Around Thanksgiving, the South Bend Chocolate Café put up its nativity scene outside the building. Then, two days ago, workers noticed an important part of the scene was gone. Now everyone’s wondering: Who could steal baby Jesus?
"I think it's awful someone would come down and take him," said Karen Conway, who lives in South Bend.
"There's no other word for it, it's just nasty,” said Rabbi Rob Weber, who also lives in South Bend. “It's mean-spirited and beyond me as to what somebody could use as justification.”
“Son of God, Jesus Son of God. We're always joking, put the Jesus back in Christmas – put the Jesus back in the manger at the South Bend Chocolate Company!” said Matthew Cowden, pastor at St. Michael’s All Angels Episcopal Church.

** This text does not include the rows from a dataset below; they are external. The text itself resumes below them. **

//! The portfolio document
//!
//! Everything the tracker knows about one user: expenses, debts, budgets,
//! and the optional expected monthly income. This is the unit the storage
//! layer loads and saves as a whole; records reference each other only by
//! id, and budgets embed their own line items.

use serde::{Deserialize, Serialize};

use super::budget::Budget;
use super::debt::Debt;
use super::expense::Expense;
use super::money::Money;

/// Current portfolio schema version
pub const PORTFOLIO_SCHEMA_VERSION: u32 = 1;

/// The complete tracked state for one user
#[derive(Debug, Clone, Serialize, Deserialize)]
pub struct Portfolio {
    /// Schema version for migration support
    #[serde(default = "default_schema_version")]
    pub schema_version: u32,

    #[serde(default)]
    pub expenses: Vec<Expense>,

    #[serde(default)]
    pub debts: Vec<Debt>,

    #[serde(default)]
    pub budgets: Vec<Budget>,

    /// Expected monthly income; `None` means "not set", which is distinct
    /// from a configured income of zero
    #[serde(default, skip_serializing_if = "Option::is_none")]
    pub monthly_income: Option<Money>,
}

fn default_schema_version() -> u32 {
    PORTFOLIO_SCHEMA_VERSION
}

impl Default for Portfolio {
    fn default() -> Self {
        Self {
            schema_version: PORTFOLIO_SCHEMA_VERSION,
            expenses: Vec::new(),
            debts: Vec::new(),
            budgets: Vec::new(),
            monthly_income: None,
        }
    }
}

impl Portfolio {
    /// Find an expense by exact id display form, full UUID, or
    /// case-insensitive name
    pub fn find_expense(&self, key: &str) -> Option<&Expense> {
        self.expenses.iter().find(|e| matches_key(key, &e.name, &e.id.to_string(), e.id.as_uuid()))
    }

    /// Mutable variant of [`find_expense`](Self::find_expense)
    pub fn find_expense_mut(&mut self, key: &str) -> Option<&mut Expense> {
        self.expenses
            .iter_mut()
            .find(|e| matches_key(key, &e.name, &e.id.to_string(), e.id.as_uuid()))
    }

    /// Find a debt by id display form, full UUID, or case-insensitive name
    pub fn find_debt(&self, key: &str) -> Option<&Debt> {
        self.debts.iter().find(|d| matches_key(key, &d.name, &d.id.to_string(), d.id.as_uuid()))
    }

    /// Mutable variant of [`find_debt`](Self::find_debt)
    pub fn find_debt_mut(&mut self, key: &str) -> Option<&mut Debt> {
        self.debts
            .iter_mut()
            .find(|d| matches_key(key, &d.name, &d.id.to_string(), d.id.as_uuid()))
    }

    /// Find a budget by id display form, full UUID, or case-insensitive name
    pub fn find_budget(&self, key: &str) -> Option<&Budget> {
        self.budgets.iter().find(|b| matches_key(key, &b.name, &b.id.to_string(), b.id.as_uuid()))
    }

    /// Mutable variant of [`find_budget`](Self::find_budget)
    pub fn find_budget_mut(&mut self, key: &str) -> Option<&mut Budget> {
        self.budgets
            .iter_mut()
            .find(|b| matches_key(key, &b.name, &b.id.to_string(), b.id.as_uuid()))
    }

    /// Remove an expense by key, returning it if present
    pub fn remove_expense(&mut self, key: &str) -> Option<Expense> {
        let index = self
            .expenses
            .iter()
            .position(|e| matches_key(key, &e.name, &e.id.to_string(), e.id.as_uuid()))?;
        Some(self.expenses.remove(index))
    }

    /// Remove a debt by key, returning it if present
    pub fn remove_debt(&mut self, key: &str) -> Option<Debt> {
        let index = self
            .debts
            .iter()
            .position(|d| matches_key(key, &d.name, &d.id.to_string(), d.id.as_uuid()))?;
        Some(self.debts.remove(index))
    }

    /// Remove a budget by key, returning it if present
    pub fn remove_budget(&mut self, key: &str) -> Option<Budget> {
        let index = self
            .budgets
            .iter()
            .position(|b| matches_key(key, &b.name, &b.id.to_string(), b.id.as_uuid()))?;
        Some(self.budgets.remove(index))
    }

    /// Active expenses only
    pub fn active_expenses(&self) -> impl Iterator<Item = &Expense> {
        self.expenses.iter().filter(|e| e.active)
    }

    /// Active debts only
    pub fn active_debts(&self) -> impl Iterator<Item = &Debt> {
        self.debts.iter().filter(|d| d.active)
    }
}

/// Match a user-supplied key against a record's name and id forms
fn matches_key(key: &str, name: &str, id_display: &str, id_uuid: &uuid::Uuid) -> bool {
    key.eq_ignore_ascii_case(name) || key == id_display || key == id_uuid.to_string()
}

It's believed baby Jesus was stolen overnight because no one saw the culprit. Surveillance cameras also didn't catch anyone.
“I don't think anybody is in the spirit of pressing charges, we just want it returned to its rightful spot next to Mary and Joseph,” said Aaron Perri, Downtown South Bend executive director.
Perri says as far as he knows this is the first time baby Jesus has been kidnapped from a nativity scene in downtown South Bend.
"Well, as they say, Jesus is the reason for the season and to have that missing here in the midst of all the festivities – it really does feel like something is out of place a little bit."
Downtown South Bend hopes this story will encourage the thief or thieves to return Jesus to his rightful place in this manger. The suspect doesn't even have to turn himself in.
It’s not possible that Jesus blew away. This is a quality nativity scene made of sound products.
A police report was filed.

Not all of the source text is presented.